> **Problem to work on**
Filter the entries below, keeping every line that has the word "Execution".

(Dataset records begins)

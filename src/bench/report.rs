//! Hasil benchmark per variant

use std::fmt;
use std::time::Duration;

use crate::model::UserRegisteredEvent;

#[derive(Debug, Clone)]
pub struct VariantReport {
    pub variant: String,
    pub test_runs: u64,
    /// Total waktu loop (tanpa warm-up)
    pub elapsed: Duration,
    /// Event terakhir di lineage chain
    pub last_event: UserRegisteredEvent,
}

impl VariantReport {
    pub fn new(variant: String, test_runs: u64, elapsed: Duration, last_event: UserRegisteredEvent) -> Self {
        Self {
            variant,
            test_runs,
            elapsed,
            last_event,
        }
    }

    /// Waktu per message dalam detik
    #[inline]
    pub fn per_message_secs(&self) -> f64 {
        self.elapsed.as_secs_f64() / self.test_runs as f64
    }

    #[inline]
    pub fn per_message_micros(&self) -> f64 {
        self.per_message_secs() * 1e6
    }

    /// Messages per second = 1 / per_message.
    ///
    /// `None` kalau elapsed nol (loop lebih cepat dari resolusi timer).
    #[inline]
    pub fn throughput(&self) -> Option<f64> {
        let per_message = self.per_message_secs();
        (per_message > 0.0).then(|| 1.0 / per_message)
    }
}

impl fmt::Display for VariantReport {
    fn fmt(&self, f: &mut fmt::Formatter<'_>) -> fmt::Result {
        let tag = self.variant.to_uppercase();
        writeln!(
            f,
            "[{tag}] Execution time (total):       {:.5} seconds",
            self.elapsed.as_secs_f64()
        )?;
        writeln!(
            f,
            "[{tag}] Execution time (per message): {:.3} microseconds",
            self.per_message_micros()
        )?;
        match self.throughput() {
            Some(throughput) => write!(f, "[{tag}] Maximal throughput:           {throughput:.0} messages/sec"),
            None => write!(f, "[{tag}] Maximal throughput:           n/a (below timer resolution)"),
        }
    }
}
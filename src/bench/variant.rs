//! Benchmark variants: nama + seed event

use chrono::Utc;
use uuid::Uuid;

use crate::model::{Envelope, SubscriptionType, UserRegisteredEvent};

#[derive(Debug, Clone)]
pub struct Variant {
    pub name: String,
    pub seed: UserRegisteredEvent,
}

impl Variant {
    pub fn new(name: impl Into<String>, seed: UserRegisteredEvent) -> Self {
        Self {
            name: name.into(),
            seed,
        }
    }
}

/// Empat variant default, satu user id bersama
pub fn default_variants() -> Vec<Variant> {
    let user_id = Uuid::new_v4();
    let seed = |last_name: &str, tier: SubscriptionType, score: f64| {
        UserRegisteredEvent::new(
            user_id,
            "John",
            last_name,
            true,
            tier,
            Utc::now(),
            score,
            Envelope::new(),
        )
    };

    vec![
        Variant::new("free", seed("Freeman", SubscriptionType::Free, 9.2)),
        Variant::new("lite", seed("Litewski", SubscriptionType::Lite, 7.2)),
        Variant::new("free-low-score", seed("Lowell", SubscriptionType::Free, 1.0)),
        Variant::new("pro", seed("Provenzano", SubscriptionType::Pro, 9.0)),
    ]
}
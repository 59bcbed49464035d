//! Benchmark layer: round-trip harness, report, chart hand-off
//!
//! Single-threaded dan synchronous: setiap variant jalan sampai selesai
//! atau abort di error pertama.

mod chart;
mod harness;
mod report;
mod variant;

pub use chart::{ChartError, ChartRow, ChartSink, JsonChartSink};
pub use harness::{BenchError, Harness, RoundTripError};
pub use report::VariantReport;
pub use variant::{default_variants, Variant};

(Dataset records ends)
(Dataset records begins)

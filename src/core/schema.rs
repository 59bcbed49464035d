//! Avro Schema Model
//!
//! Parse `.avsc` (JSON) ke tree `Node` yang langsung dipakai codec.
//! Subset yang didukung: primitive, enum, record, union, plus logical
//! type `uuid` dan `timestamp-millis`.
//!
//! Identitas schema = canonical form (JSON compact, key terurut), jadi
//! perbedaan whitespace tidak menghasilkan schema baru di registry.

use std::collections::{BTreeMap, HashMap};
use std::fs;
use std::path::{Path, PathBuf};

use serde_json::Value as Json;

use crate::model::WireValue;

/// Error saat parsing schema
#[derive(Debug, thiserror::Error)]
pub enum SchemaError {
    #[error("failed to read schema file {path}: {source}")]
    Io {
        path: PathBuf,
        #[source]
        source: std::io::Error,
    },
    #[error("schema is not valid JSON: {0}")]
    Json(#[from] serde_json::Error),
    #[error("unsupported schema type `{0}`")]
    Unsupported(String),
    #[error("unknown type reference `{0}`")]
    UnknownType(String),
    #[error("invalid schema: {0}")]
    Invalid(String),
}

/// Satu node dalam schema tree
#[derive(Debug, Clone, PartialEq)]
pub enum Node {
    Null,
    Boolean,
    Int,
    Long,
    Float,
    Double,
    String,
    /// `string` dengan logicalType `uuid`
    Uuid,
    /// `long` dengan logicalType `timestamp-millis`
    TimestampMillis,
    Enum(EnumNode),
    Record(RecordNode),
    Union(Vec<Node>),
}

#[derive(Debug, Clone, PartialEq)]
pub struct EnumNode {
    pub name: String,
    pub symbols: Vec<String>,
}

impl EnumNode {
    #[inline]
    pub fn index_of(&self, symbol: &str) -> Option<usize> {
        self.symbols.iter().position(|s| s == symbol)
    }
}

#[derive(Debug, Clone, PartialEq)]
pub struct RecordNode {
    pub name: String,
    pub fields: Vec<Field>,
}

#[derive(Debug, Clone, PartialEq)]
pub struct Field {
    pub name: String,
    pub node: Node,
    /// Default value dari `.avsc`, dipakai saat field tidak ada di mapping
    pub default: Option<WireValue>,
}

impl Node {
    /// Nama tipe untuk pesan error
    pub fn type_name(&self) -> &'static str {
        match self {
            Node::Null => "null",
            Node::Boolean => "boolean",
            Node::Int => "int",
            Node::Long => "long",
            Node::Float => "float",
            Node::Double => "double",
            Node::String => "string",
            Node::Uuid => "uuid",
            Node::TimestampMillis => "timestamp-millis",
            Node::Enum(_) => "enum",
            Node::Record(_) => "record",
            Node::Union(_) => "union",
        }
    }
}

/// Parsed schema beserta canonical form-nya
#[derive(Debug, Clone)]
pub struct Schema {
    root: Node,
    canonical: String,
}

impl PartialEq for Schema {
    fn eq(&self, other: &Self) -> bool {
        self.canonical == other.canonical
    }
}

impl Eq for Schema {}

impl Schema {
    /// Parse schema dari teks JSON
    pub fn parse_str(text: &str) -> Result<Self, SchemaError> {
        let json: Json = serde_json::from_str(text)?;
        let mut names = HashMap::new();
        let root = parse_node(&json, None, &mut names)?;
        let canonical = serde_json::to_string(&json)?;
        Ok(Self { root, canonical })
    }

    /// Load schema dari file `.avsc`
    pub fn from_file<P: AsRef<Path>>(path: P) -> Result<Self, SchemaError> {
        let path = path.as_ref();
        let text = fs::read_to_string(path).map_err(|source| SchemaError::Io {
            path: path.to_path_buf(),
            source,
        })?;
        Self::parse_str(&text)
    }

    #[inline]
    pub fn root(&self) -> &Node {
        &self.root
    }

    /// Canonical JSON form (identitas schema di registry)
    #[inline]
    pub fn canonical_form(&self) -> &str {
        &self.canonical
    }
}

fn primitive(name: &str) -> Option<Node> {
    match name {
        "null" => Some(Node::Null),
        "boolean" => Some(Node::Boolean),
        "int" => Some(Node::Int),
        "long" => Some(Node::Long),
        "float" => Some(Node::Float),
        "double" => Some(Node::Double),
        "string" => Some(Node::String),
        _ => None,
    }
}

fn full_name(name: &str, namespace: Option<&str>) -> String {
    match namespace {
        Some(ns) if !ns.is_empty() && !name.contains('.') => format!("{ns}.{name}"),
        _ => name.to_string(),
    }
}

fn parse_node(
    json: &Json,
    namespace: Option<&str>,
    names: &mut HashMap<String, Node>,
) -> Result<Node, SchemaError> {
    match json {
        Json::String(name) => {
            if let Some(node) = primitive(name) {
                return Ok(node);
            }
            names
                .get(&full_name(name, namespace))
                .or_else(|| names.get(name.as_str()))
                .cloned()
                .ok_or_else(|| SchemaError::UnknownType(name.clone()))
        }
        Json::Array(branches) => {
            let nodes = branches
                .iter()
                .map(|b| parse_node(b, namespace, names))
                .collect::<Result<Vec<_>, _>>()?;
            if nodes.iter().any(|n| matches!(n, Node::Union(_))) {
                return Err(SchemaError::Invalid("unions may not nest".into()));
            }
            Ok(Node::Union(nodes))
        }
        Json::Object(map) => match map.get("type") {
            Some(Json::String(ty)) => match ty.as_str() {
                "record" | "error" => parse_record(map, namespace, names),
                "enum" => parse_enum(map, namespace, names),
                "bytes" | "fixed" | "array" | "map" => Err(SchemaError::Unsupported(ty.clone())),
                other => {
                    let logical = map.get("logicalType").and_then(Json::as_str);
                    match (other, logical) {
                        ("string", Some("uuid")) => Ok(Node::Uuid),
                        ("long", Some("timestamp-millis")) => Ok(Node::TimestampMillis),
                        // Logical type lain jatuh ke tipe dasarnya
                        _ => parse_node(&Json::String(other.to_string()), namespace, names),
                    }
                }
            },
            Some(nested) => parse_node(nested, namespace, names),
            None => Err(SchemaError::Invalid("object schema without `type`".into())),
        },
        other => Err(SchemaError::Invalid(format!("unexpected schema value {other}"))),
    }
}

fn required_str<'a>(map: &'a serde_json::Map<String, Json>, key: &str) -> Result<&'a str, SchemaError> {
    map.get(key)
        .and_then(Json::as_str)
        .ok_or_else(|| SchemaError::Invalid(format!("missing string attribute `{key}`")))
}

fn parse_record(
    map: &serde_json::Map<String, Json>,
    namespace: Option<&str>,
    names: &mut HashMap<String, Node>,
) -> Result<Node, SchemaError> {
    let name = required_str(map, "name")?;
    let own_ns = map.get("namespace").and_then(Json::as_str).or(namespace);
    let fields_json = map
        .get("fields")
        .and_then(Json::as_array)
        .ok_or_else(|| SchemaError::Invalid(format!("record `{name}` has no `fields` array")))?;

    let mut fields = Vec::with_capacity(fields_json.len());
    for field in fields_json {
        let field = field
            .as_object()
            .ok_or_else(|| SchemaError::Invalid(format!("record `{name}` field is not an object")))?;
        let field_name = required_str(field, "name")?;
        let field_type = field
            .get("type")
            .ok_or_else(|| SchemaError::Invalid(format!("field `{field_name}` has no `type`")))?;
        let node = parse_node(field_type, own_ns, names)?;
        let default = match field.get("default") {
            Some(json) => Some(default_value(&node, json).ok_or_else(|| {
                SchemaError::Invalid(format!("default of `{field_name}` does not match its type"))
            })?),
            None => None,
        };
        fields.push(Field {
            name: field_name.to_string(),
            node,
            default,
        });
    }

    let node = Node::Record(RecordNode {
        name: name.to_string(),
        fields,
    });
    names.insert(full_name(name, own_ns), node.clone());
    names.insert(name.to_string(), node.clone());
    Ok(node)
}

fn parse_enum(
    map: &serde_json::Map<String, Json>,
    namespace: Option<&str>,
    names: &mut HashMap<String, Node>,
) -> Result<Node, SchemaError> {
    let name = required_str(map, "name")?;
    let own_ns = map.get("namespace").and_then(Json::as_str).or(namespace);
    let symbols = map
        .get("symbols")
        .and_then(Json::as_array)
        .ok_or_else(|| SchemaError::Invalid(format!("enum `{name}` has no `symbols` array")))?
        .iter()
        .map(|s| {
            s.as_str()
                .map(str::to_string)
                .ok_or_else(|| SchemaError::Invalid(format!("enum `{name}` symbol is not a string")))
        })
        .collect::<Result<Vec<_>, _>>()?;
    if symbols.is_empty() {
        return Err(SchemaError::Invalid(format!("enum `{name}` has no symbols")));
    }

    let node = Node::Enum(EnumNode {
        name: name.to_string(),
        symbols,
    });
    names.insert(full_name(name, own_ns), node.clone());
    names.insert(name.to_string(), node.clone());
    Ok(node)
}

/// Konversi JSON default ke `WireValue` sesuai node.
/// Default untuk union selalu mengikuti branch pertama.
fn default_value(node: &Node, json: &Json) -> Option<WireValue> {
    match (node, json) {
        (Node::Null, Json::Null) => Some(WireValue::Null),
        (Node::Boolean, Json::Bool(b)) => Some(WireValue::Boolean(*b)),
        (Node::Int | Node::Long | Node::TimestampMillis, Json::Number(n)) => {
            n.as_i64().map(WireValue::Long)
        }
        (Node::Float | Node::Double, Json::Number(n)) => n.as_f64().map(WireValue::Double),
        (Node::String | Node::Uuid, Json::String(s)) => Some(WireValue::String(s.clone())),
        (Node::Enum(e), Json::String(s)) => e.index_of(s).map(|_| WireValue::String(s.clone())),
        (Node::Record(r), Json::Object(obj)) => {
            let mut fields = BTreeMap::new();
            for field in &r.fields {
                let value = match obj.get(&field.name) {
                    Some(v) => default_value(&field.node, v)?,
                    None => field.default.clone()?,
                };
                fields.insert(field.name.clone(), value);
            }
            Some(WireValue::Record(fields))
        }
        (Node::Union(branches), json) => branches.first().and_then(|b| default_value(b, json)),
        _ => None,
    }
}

(Dataset records ends)

> **Task response**
            "[{tag}] Execution time (total):       {:.5} seconds",
            "[{tag}] Execution time (per message): {:.3} microseconds",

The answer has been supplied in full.